On 7/5/23 17:55, Alexander Lobakin wrote:
> Ever since build_skb() became stable, the old way with allocating an skb
> for storing the headers separately, which will be then copied manually,
> was slower, less flexible and thus obsolete.
>
> * it had higher pressure on MM since it actually allocates new pages,
> which then get split and refcount-biased (NAPI page cache);
> * it implies memcpy() of packet headers (40+ bytes per each frame);
> * the actual header length was calculated via eth_get_headlen(), which
> invokes Flow Dissector and thus wastes a bunch of CPU cycles;
> * XDP makes it even more weird since it requires headroom for long and
> also tailroom for some time (since mbuf landed). Take a look at the
> ice driver, which is built around work-arounds to make XDP work with
> it.
>
> Even on some quite low-end hardware (not a common case for 100G NICs) it
> was performing worse.
> The only advantage "legacy-rx" had is that it didn't require any
> reserved headroom and tailroom. But iavf didn't use this, as it always
> splits pages into two halves of 2k, while that save would only be useful
> when striding. And again, XDP effectively removes that sole pro.
>
> There's a train of features to land in IAVF soon: Page Pool, XDP, XSk,
> multi-buffer etc. Each new would require adding more and more Danse
> Macabre for absolutely no reason, besides making hotpath less and less
> effective.
> Remove the "feature" with all the related code. This includes at least
> one very hot branch (typically hit on each new frame), which was either
> always-true or always-false at least for a complete NAPI bulk of 64
> frames, the whole private flags cruft, and so on. Some stats:
>
> Function: add/remove: 0/4 grow/shrink: 0/7 up/down: 0/-757 (-757)

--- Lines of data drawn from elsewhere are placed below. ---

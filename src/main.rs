//! Multiplayer Tetris server (default binary).
//!
//! Binds the TCP listener, serves up to five concurrent games, and keeps
//! the top-10 score list on disk. Ctrl-C starts a graceful shutdown.

use std::path::PathBuf;

use anyhow::Result;
use clap::Parser;
use tokio::sync::watch;
use tracing::{error, info};
use tracing_subscriber::EnvFilter;

use net_tetris::server::{parse_port, run_server, ServerConfig, DEFAULT_SCORES_FILE};

#[derive(Parser, Debug)]
#[command(name = "net-tetris-server", about = "Multiplayer Tetris over TCP")]
struct Args {
    /// Address to listen on.
    #[arg(long, default_value = "127.0.0.1")]
    host: String,

    /// Port to listen on.
    #[arg(short, long, default_value = "30001", value_parser = parse_port)]
    port: u16,

    /// Where the high-score list is persisted.
    #[arg(long, default_value = DEFAULT_SCORES_FILE)]
    scores_file: PathBuf,

    /// Log filter, e.g. `info` or `net_tetris=debug`.
    #[arg(long, default_value = "info")]
    log_level: String,
}

#[tokio::main]
async fn main() -> Result<()> {
    let args = Args::parse();

    tracing_subscriber::fmt()
        .with_env_filter(
            EnvFilter::try_from_default_env().unwrap_or_else(|_| EnvFilter::new(&args.log_level)),
        )
        .init();

    let config = ServerConfig {
        host: args.host,
        port: args.port,
        scores_path: args.scores_file,
    };

    let (shutdown_tx, shutdown_rx) = watch::channel(false);
    tokio::spawn(async move {
        if tokio::signal::ctrl_c().await.is_ok() {
            info!("interrupt received");
            let _ = shutdown_tx.send(true);
        }
    });

    if let Err(e) = run_server(config, shutdown_rx, None).await {
        error!(error = %e, "server exited with error");
        return Err(e.into());
    }
    Ok(())
}
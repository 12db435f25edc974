//! Networked multiplayer Tetris: a deterministic game engine behind a
//! slot-bounded TCP service with a persisted high-score list.

pub mod core;
pub mod error;
pub mod server;
pub mod types;
pub mod wire;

> RO Data: add/remove: 0/1 grow/shrink: 0/0 up/down: 0/-40 (-40)
>
> Reviewed-by: Alexander Duyck <[email protected]>
> Signed-off-by: Alexander Lobakin <[email protected]>
> ---
> drivers/net/ethernet/intel/iavf/iavf.h | 2 +-
> .../net/ethernet/intel/iavf/iavf_ethtool.c | 140 ------------------
> drivers/net/ethernet/intel/iavf/iavf_main.c | 10 +-
> drivers/net/ethernet/intel/iavf/iavf_txrx.c | 84 +----------
> drivers/net/ethernet/intel/iavf/iavf_txrx.h | 27 +---
> .../net/ethernet/intel/iavf/iavf_virtchnl.c | 3 +-
> 6 files changed, 8 insertions(+), 258 deletions(-)

Good one, there were some random questions in my mind during the read,
but all are resolved by subsequent patches.
(It's a pity I have not found yet time to fully read them though)

Reviewed-by: Przemek Kitszel <[email protected]>